Елена Арсеньева - Звезда моя единственная
Гостиный двор, огромное двухъярусное здание с открытой галереей, выходил четырьмя своими сторонами на Невский проспект, Большую Садовую и Думскую улицы и в Чернышов переулок. Каждая сторона Гостиного двора называлась линией. Обращенная к Невскому – Суконной, та, что шла вдоль Думской улицы, – Большой Сурожской, обращенная к Садовой – Зеркальной, протянувшаяся по Чернышеву переулку – Малой Сурожской. Оптовая торговля всеми товарами шла внутри двора, где размещались склады. Розничная – более чем в трехстах лавках на всех четырех линиях. На Суконной продавали сукна, шерсть, бархат и другие ткани. На Большой Сурожской – шелка, которые привозили из-за Азовского моря, в старину называемого Сурожским, а также из Франции. На Зеркальной линии торговали «светлым товаром» – фаянсом, фарфором, зеркалами, женскими украшениями, а еще галантереей и обувью. Продавали здесь и стенные часы. Некоторые из них были на ходу, отчего всякий час линия наполнялась разноголосым перезвоном. На Малой Сурожской торговали мехами, одеждой по всякому карману и вкусу. В линиях и складах Гостиного двора можно было сыскать «мебеля», бронзу, железный, медный, оловянный и жестяной товар, инструменты, книги, писчую бумагу, картины, игрушки и все прочее.

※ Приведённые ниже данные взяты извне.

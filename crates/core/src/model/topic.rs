use serde::{Deserialize, Serialize};
use std::fmt;
use std::str::FromStr;
use thiserror::Error;

//
// ─── ERRORS ───────────────────────────────────────────────────────────────────
//

#[derive(Debug, Error, Clone, PartialEq, Eq)]
#[error("unknown topic: {raw}")]
pub struct ParseTopicError {
    pub raw: String,
}

//
// ─── TOPIC ────────────────────────────────────────────────────────────────────
//

/// A math skill category a session practises.
///
/// Only the first five have a dedicated question template; the rest are
/// listed in the catalog but generate multiplication questions.
#[derive(Debug, Clone, Copy, PartialEq, Eq, Hash, Default, Serialize, Deserialize)]
#[serde(rename_all = "kebab-case")]
pub enum Topic {
    #[default]
    Multiplication,
    Squares,
    Cubes,
    Fractions,
    Powers,
    SquareRoots,
    CubeRoots,
    Percentages,
    Divisibility,
}

impl Topic {
    pub const ALL: [Topic; 9] = [
        Topic::Multiplication,
        Topic::Squares,
        Topic::Cubes,
        Topic::Fractions,
        Topic::Powers,
        Topic::SquareRoots,
        Topic::CubeRoots,
        Topic::Percentages,
        Topic::Divisibility,
    ];

    #[must_use]
    pub fn as_str(self) -> &'static str {
        match self {
            Topic::Multiplication => "multiplication",
            Topic::Squares => "squares",
            Topic::Cubes => "cubes",
            Topic::Fractions => "fractions",
            Topic::Powers => "powers",
            Topic::SquareRoots => "square-roots",
            Topic::CubeRoots => "cube-roots",
            Topic::Percentages => "percentages",
            Topic::Divisibility => "divisibility",
        }
    }

    /// Heading shown above a running session.
    #[must_use]
    pub fn title(self) -> &'static str {
        match self {
            Topic::Multiplication => "Multiplication Tables",
            Topic::Squares => "Squares",
            Topic::Cubes => "Cubes",
            Topic::Fractions => "Fractions to %",
            Topic::Powers => "Powers",
            _ => "Math Practice",
        }
    }
}

impl fmt::Display for Topic {
    fn fmt(&self, f: &mut fmt::Formatter<'_>) -> fmt::Result {
        f.write_str(self.as_str())
    }
}

impl FromStr for Topic {
    type Err = ParseTopicError;

    fn from_str(s: &str) -> Result<Self, Self::Err> {
        let needle = s.trim();
        Topic::ALL
            .into_iter()
            .find(|topic| topic.as_str().eq_ignore_ascii_case(needle))
            .ok_or_else(|| ParseTopicError { raw: s.to_owned() })
    }
}

#[cfg(test)]
mod tests {
    use super::*;

    #[test]
    fn parses_every_catalog_name() {
        for topic in Topic::ALL {
            assert_eq!(topic.as_str().parse::<Topic>().unwrap(), topic);
        }
    }

    #[test]
    fn parse_is_case_insensitive_and_trims() {
        assert_eq!(" Squares ".parse::<Topic>().unwrap(), Topic::Squares);
    }

    #[test]
    fn unknown_topic_is_an_error() {
        let err = "calculus".parse::<Topic>().unwrap_err();
        assert_eq!(err.raw, "calculus");
    }

    #[test]
    fn serde_uses_kebab_case() {
        let json = serde_json::to_string(&Topic::SquareRoots).unwrap();
        assert_eq!(json, "\"square-roots\"");
    }

    #[test]
    fn untemplated_topics_share_generic_title() {
        assert_eq!(Topic::Fractions.title(), "Fractions to %");
        assert_eq!(Topic::Divisibility.title(), "Math Practice");
    }
}
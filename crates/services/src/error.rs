//! Shared error types for the services crate.

use thiserror::Error;

use storage::repository::StorageError;
use storage::sqlite::SqliteInitError;

/// Errors emitted by `ProgressService` writes.
#[derive(Debug, Error)]
#[non_exhaustive]
pub enum ProgressError {
    #[error(transparent)]
    Storage(#[from] StorageError),
    #[error("failed to encode achievements: {0}")]
    Encoding(#[from] serde_json::Error),
}

/// Errors emitted while bootstrapping app services.
#[derive(Debug, Error)]
#[non_exhaustive]
pub enum AppServicesError {
    #[error(transparent)]
    Sqlite(#[from] SqliteInitError),
}
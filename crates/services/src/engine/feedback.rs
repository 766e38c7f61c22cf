use sprint_core::model::{Achievement, SubmissionOutcome};

/// What the caller shows after a submission.
#[derive(Debug, Clone, PartialEq, Eq)]
pub struct AnswerFeedback {
    pub outcome: SubmissionOutcome,
    pub message: String,
    pub unlocked: Vec<Achievement>,
}

impl AnswerFeedback {
    #[must_use]
    pub fn new(outcome: SubmissionOutcome, unlocked: Vec<Achievement>) -> Self {
        let message = if outcome.correct {
            format!("Correct! +{} points", outcome.points_awarded)
        } else {
            format!("Not quite right. The answer was {}", outcome.correct_answer)
        };
        Self {
            outcome,
            message,
            unlocked,
        }
    }

    #[must_use]
    pub fn is_correct(&self) -> bool {
        self.outcome.correct
    }
}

Гриня и Маша прошли в Гостиный двор через Зеркальную линию, причем Грине приходилось ее за руку чуть ли не силком тащить, потому что она норовила остановиться у каждой зеркальной витрины и поглядеться на себя. Часы на разные голоса пробили два. Гостинодворские приказчики-сидельцы, обезумев от безделья за день (просчитались господа купцы, нынче народ предпочитал ваньку валять, отдыхать и развлекаться, а не тащить кровью и потом заработанные денежки в Гостиный двор), завидев покупателей, изготовились налететь на них коршунами, однако, разглядев простую одежду Грини и обгорелую юбчонку Маши, со скукой и даже насмешками отворачивались от них.
– Эх, а были бы мы побогаче одеты, они б нас на части рвали, – тоже усмехнулся Гриня. – Один знакомец мой, у которого я в доме живу, держит лавку на Малой Сурожской линии. Он сказывал, что не всякие покупательницы по Гостиному двору ходить любят, потому что сидельцы мало того, что наперебой самыми сладкими голосами зазывают человека, да еще за руки и за полы хватают и в лавку тащат: невозможно отбиться! Да и к цене приступиться нельзя, до хрипоты нужно торговаться, чтобы хоть немножко сбить ее.
– О, нужно ходить только в магазины на Невском, – небрежно сказала Маша. – В английский, в итальянский, к Никольсу и Плинке, к Герке, к Едеру… Их все содержат иностранцы, а они никогда сами не навязываются, а ждут, чтобы покупатель сам себе выбрал, что по душе. Но стоит знак подать, приказчики тут как тут. И там никто не торгуется – нужно платить столько, сколько сказано.
Гриня воззрился на нее в изумлении:
– Ты что, часто ходила в магазины на Невском?!
– Вовсе нет, – лукаво покосилась на него Маша. – Мне рассказывали знакомые да… знакомые девушки.
Конечно, подумал Гриня, она служит у очень богатых барынь. Это ж небось надо сравняться по богатству с императорской семьей, чтобы на Невском наряды и украшения покупать!
Лето было теплым, а оттого в линиях Гостиного двора тоже было тепло. Не то что зимой! В эту пору царил тут холод такой же, как на улице. Топить в лавках запрещали, опасаясь пожара, поэтому сидельцы носили тулупы и валенки, сбрасывая их при появлении «деликатного», как они это называли, покупателя, и оставаясь парадно и щеголевато одетыми.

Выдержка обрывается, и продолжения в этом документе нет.